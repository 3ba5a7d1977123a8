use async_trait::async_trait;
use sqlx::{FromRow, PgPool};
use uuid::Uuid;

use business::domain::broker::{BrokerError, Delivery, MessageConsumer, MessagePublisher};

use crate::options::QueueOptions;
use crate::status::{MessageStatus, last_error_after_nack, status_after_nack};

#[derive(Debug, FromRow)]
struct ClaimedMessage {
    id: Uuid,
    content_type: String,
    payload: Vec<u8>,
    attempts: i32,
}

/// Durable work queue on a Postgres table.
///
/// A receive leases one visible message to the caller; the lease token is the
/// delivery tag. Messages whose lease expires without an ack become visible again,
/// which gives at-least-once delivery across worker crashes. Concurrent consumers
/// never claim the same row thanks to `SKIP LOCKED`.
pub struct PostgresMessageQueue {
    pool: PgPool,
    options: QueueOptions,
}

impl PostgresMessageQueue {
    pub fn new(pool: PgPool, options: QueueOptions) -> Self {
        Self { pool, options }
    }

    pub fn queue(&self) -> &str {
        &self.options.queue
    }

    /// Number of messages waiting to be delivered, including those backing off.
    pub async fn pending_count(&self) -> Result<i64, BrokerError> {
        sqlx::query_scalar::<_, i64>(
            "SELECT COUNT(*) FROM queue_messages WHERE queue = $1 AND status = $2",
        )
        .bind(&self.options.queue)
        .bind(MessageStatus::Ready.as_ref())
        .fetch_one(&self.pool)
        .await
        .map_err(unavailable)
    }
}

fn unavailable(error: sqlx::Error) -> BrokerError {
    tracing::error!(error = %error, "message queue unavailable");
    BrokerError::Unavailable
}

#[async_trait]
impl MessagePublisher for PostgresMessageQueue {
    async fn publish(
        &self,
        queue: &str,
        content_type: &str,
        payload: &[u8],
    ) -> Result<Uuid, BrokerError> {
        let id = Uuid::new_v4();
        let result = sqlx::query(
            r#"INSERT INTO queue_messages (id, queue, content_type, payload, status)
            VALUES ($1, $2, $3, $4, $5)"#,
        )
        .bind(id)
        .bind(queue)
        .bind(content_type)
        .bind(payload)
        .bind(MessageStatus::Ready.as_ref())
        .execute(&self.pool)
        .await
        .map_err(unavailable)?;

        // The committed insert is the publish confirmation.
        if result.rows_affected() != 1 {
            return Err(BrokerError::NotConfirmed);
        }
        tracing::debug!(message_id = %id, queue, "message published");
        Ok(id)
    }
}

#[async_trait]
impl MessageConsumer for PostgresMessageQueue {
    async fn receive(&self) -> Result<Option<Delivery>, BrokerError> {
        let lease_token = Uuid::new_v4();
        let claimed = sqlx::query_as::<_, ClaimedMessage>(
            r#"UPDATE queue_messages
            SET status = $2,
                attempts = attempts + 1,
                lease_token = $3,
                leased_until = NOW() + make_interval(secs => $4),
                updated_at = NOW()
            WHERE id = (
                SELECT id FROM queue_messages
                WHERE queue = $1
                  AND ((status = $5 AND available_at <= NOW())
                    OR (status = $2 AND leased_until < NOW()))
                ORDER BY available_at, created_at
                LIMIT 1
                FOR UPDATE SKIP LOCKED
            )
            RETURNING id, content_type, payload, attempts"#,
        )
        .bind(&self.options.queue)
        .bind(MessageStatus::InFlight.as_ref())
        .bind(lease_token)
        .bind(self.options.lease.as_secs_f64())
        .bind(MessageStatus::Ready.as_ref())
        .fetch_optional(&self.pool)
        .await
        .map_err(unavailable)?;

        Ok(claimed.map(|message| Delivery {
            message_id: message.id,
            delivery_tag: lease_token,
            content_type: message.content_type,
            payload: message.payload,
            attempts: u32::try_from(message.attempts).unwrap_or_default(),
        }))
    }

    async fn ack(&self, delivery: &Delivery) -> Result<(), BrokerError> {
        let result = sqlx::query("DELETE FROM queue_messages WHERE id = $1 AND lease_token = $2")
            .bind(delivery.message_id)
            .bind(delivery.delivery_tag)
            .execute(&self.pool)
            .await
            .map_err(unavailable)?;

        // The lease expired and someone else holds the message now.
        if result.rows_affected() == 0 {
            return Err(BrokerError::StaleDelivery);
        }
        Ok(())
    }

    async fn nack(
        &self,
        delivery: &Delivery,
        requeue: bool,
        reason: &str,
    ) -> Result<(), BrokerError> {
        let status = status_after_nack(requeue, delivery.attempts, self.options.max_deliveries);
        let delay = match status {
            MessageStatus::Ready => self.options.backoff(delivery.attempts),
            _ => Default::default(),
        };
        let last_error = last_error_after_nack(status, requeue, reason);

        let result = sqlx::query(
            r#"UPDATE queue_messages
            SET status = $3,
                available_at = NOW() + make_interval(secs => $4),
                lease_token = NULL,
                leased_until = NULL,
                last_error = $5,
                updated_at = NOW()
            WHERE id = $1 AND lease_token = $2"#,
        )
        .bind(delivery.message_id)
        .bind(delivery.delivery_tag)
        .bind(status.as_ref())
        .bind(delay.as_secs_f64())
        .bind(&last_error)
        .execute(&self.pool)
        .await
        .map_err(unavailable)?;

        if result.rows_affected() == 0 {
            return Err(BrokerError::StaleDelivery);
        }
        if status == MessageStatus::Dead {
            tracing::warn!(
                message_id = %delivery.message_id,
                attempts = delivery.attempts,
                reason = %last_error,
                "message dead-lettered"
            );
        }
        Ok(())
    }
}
┄┄┄┄┄┄┄┄┄┄
| WHAT TO WORK ON |
Both end lines included, restate word for word the lines above from the line with "content_type, payload, status)" to the line with "attempts = attempts", and nothing else.

| ANSWER FOR THE TASK |
            r#"INSERT INTO queue_messages (id, queue, content_type, payload, status)
            VALUES ($1, $2, $3, $4, $5)"#,
        )
        .bind(id)
        .bind(queue)
        .bind(content_type)
        .bind(payload)
        .bind(MessageStatus::Ready.as_ref())
        .execute(&self.pool)
        .await
        .map_err(unavailable)?;

        // The committed insert is the publish confirmation.
        if result.rows_affected() != 1 {
            return Err(BrokerError::NotConfirmed);
        }
        tracing::debug!(message_id = %id, queue, "message published");
        Ok(id)
    }
}

#[async_trait]
impl MessageConsumer for PostgresMessageQueue {
    async fn receive(&self) -> Result<Option<Delivery>, BrokerError> {
        let lease_token = Uuid::new_v4();
        let claimed = sqlx::query_as::<_, ClaimedMessage>(
            r#"UPDATE queue_messages
            SET status = $2,
                attempts = attempts + 1,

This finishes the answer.